A verdict stemming from a multiple count indictment is usually handed down in writing.
Earlier this summer, I noted the pending Westar corporate fraud case that involved a defense of an “unwritten policy” allowing family use of corporate aircraft.
A press release from US Attorney Eric Melgren Monday described the verdict that found ex-Westar executives David Wittig and Douglas Lake guilty of conspiring to loot Westar of money and assets. The schemes detailed in the indictment included:
falsifying company records, circumventing internal controls, perverting corporate programs for personal profit, structuring a subsidiary with intent to loot company assets and leave debt behind in the utility for ratepayers, using corporate aircraft for personal business, misusing corporate counsel to assist in removing directors who were critical of management; depleting company assets through lavish spending, making false statements in Director and Officer Annual Questionnaires, making false statements in reports to the Securities and Exchange Commission, and other violations.
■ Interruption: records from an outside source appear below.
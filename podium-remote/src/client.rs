//! RobotEvents client with retry and backoff

use crate::backoff::Backoff;
use crate::transport::{HttpTransport, ReqwestTransport};
use crate::types::{Award, EventSummary, IdRef, Paged, SkillsEntry};
use crate::RemoteResult;
use podium_core::{ConfigError, Grade, IngestConfig, RemoteError, RetryConfig, TeamId};
use secrecy::{ExposeSecret, SecretString};
use serde::de::DeserializeOwned;
use serde_json::Value;
use std::fmt;

/// Longest response body excerpt carried in errors and log lines.
const BODY_EXCERPT_LEN: usize = 200;

/// Reject anything that is not a plain resource path below the API base.
pub fn validate_path(path: &str) -> RemoteResult<()> {
    let malformed = !path.starts_with('/')
        || path.starts_with("//")
        || path.contains("://")
        || path.chars().any(|c| c.is_whitespace() || c.is_control());
    if malformed {
        return Err(RemoteError::MalformedPath {
            path: path.to_string(),
        });
    }
    Ok(())
}

/// Authenticated client for the RobotEvents v2 API.
pub struct RemoteClient<T = ReqwestTransport> {
    transport: T,
    base_url: String,
    seasons_base_url: String,
    token: SecretString,
    season: u32,
    retry: RetryConfig,
    backoff: Backoff,
}

impl RemoteClient<ReqwestTransport> {
    /// Build a reqwest-backed client from configuration.
    pub fn from_config(config: &IngestConfig) -> Result<Self, ConfigError> {
        let transport =
            ReqwestTransport::new(config.request_timeout()).map_err(|e| ConfigError::InvalidValue {
                field: "request_timeout_ms".to_string(),
                value: config.request_timeout_ms.to_string(),
                reason: e.to_string(),
            })?;
        Ok(Self::with_transport(transport, config))
    }
}

impl<T: HttpTransport> RemoteClient<T> {
    pub fn with_transport(transport: T, config: &IngestConfig) -> Self {
        Self {
            transport,
            base_url: config.api_base_url.trim_end_matches('/').to_string(),
            seasons_base_url: config.seasons_base_url.trim_end_matches('/').to_string(),
            token: SecretString::from(config.api_token.clone()),
            season: config.season,
            retry: config.retry.clone(),
            backoff: Backoff::from_config(&config.retry),
        }
    }

    pub fn season(&self) -> u32 {
        self.season
    }

    pub fn transport(&self) -> &T {
        &self.transport
    }

    /// Absolute URL for an API resource path.
    pub fn url_for(&self, path: &str) -> String {
        format!("{}{}", self.base_url, path)
    }

    /// GET an API resource and return the parsed JSON body.
    ///
    /// Transport failures and non-2xx statuses are retried with backoff.
    /// A malformed path fails immediately without touching the network.
    pub async fn request(&self, path: &str) -> RemoteResult<Value> {
        if let Err(err) = validate_path(path) {
            tracing::error!(path, "Refusing malformed API path");
            return Err(err);
        }
        let url = self.url_for(path);
        let body = self.get_with_retry(&url, true).await?;
        parse_json(&url, &body)
    }

    /// GET an API resource and decode it into `D`. Shape mismatches are
    /// reported as `RemoteError::Decode`.
    pub async fn request_as<D: DeserializeOwned>(&self, path: &str) -> RemoteResult<D> {
        let value = self.request(path).await?;
        decode(&self.url_for(path), value)
    }

    /// Follow `meta.last_page` and collect `data` from every page.
    pub async fn request_all_pages<D: DeserializeOwned>(&self, path: &str) -> RemoteResult<Vec<D>> {
        let first: Paged<D> = self.request_as(path).await?;
        let last_page = first.last_page();
        let mut items = first.data;

        let separator = if path.contains('?') { '&' } else { '?' };
        for page in 2..=last_page {
            let page_path = format!("{}{}page={}", path, separator, page);
            let next: Paged<D> = self.request_as(&page_path).await?;
            items.extend(next.data);
        }

        Ok(items)
    }

    // ========================================================================
    // ENDPOINTS
    // ========================================================================

    /// Awards won by a team in the configured season.
    pub async fn team_awards(&self, team_id: TeamId) -> RemoteResult<Vec<Award>> {
        let path = format!("/teams/{}/awards?season%5B%5D={}", team_id, self.season);
        self.request_all_pages(&path).await
    }

    /// Signature-level events of the configured season.
    pub async fn signature_events(&self) -> RemoteResult<Vec<EventSummary>> {
        let path = format!(
            "/events?season%5B%5D={}&level%5B%5D=Signature&myEvents=false",
            self.season
        );
        self.request_all_pages(&path).await
    }

    /// Awards handed out at an event.
    pub async fn event_awards(&self, event_id: i64) -> RemoteResult<Vec<Award>> {
        self.request_all_pages(&format!("/events/{}/awards", event_id))
            .await
    }

    /// Ids of every team registered for an event.
    pub async fn event_team_ids(&self, event_id: i64) -> RemoteResult<Vec<TeamId>> {
        let teams: Vec<IdRef> = self
            .request_all_pages(&format!("/events/{}/teams", event_id))
            .await?;
        Ok(teams.into_iter().map(|team| TeamId(team.id)).collect())
    }

    /// Season skills leaderboard for one grade. Served from the public
    /// seasons host, so no bearer token is sent.
    pub async fn skills_rankings(&self, grade: &Grade) -> RemoteResult<Vec<SkillsEntry>> {
        let url = format!(
            "{}/seasons/{}/skills?post_season=0&grade_level={}",
            self.seasons_base_url,
            self.season,
            urlencoding::encode(grade.as_api_str())
        );
        let body = self.get_with_retry(&url, false).await?;
        let value = parse_json(&url, &body)?;
        decode(&url, value)
    }

    // ========================================================================
    // RETRY LOOP
    // ========================================================================

    async fn get_with_retry(&self, url: &str, authenticated: bool) -> RemoteResult<String> {
        let bearer = authenticated.then(|| self.token.expose_secret());
        let max_attempts = self.retry.max_attempts.max(1);
        let mut last_status = None;
        let mut last_reason = String::new();

        for attempt in 0..max_attempts {
            match self.transport.get(url, bearer).await {
                Ok(response) if response.is_success() => {
                    if attempt > 0 {
                        tracing::info!(
                            url,
                            attempts = attempt + 1,
                            "API request recovered after retry"
                        );
                    }
                    return Ok(response.body);
                }
                Ok(response) => {
                    last_status = Some(response.status);
                    last_reason = excerpt(&response.body);
                    tracing::error!(
                        url,
                        attempt = attempt + 1,
                        max_attempts,
                        status = response.status,
                        body = %last_reason,
                        "API request failed"
                    );
                }
                Err(err) => {
                    last_status = None;
                    last_reason = err.to_string();
                    tracing::error!(
                        url,
                        attempt = attempt + 1,
                        max_attempts,
                        error = %err,
                        "API request failed"
                    );
                }
            }

            if attempt + 1 < max_attempts {
                let delay = self.backoff.delay(attempt);
                tracing::debug!(url, delay_ms = delay.as_millis() as u64, "Backing off");
                tokio::time::sleep(delay).await;
            }
        }

        tracing::error!(
            url,
            attempts = max_attempts,
            last_status = ?last_status,
            "API request exhausted retries"
        );
        Err(RemoteError::Exhausted {
            url: url.to_string(),
            attempts: max_attempts,
            last_status,
            reason: last_reason,
        })
    }
}

impl<T> fmt::Debug for RemoteClient<T> {
    fn fmt(&self, f: &mut fmt::Formatter<'_>) -> fmt::Result {
        f.debug_struct("RemoteClient")
            .field("base_url", &self.base_url)
            .field("seasons_base_url", &self.seasons_base_url)
            .field("season", &self.season)
            .field("token", &"[REDACTED]")
            .field("retry", &self.retry)
            .finish()
    }
}

fn parse_json(url: &str, body: &str) -> RemoteResult<Value> {
    serde_json::from_str(body).map_err(|e| RemoteError::Decode {
        url: url.to_string(),
        reason: format!("invalid JSON: {}", e),
    })
}

fn decode<D: DeserializeOwned>(url: &str, value: Value) -> RemoteResult<D> {
    serde_json::from_value(value).map_err(|e| {
        tracing::warn!(url, error = %e, "Response did not match expected schema");
        RemoteError::Decode {
            url: url.to_string(),
            reason: e.to_string(),
        }
    })
}

fn excerpt(body: &str) -> String {
    body.chars().take(BODY_EXCERPT_LEN).collect()
}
The part in bold about misusing counsel to aid in removing critical directors is a new tactic to me. Corporate counsel are not counsel to senior officers.
Arguments from Wittig and Lake that their actions were legal, approved by directors, and disclosed in regulatory filings apparently did not persuade the jury.
Now the focus of the government turns to how much defendants Wittig and Lake should forfeit.
Further details are available from the intrepid Tom Kirkendall.
In a final counterpoint to the “unwritten policy” gambit, AUSA Richard Hathaway stated in his summation that the weeks of trial demonstrated “robbery with a fountain pen.”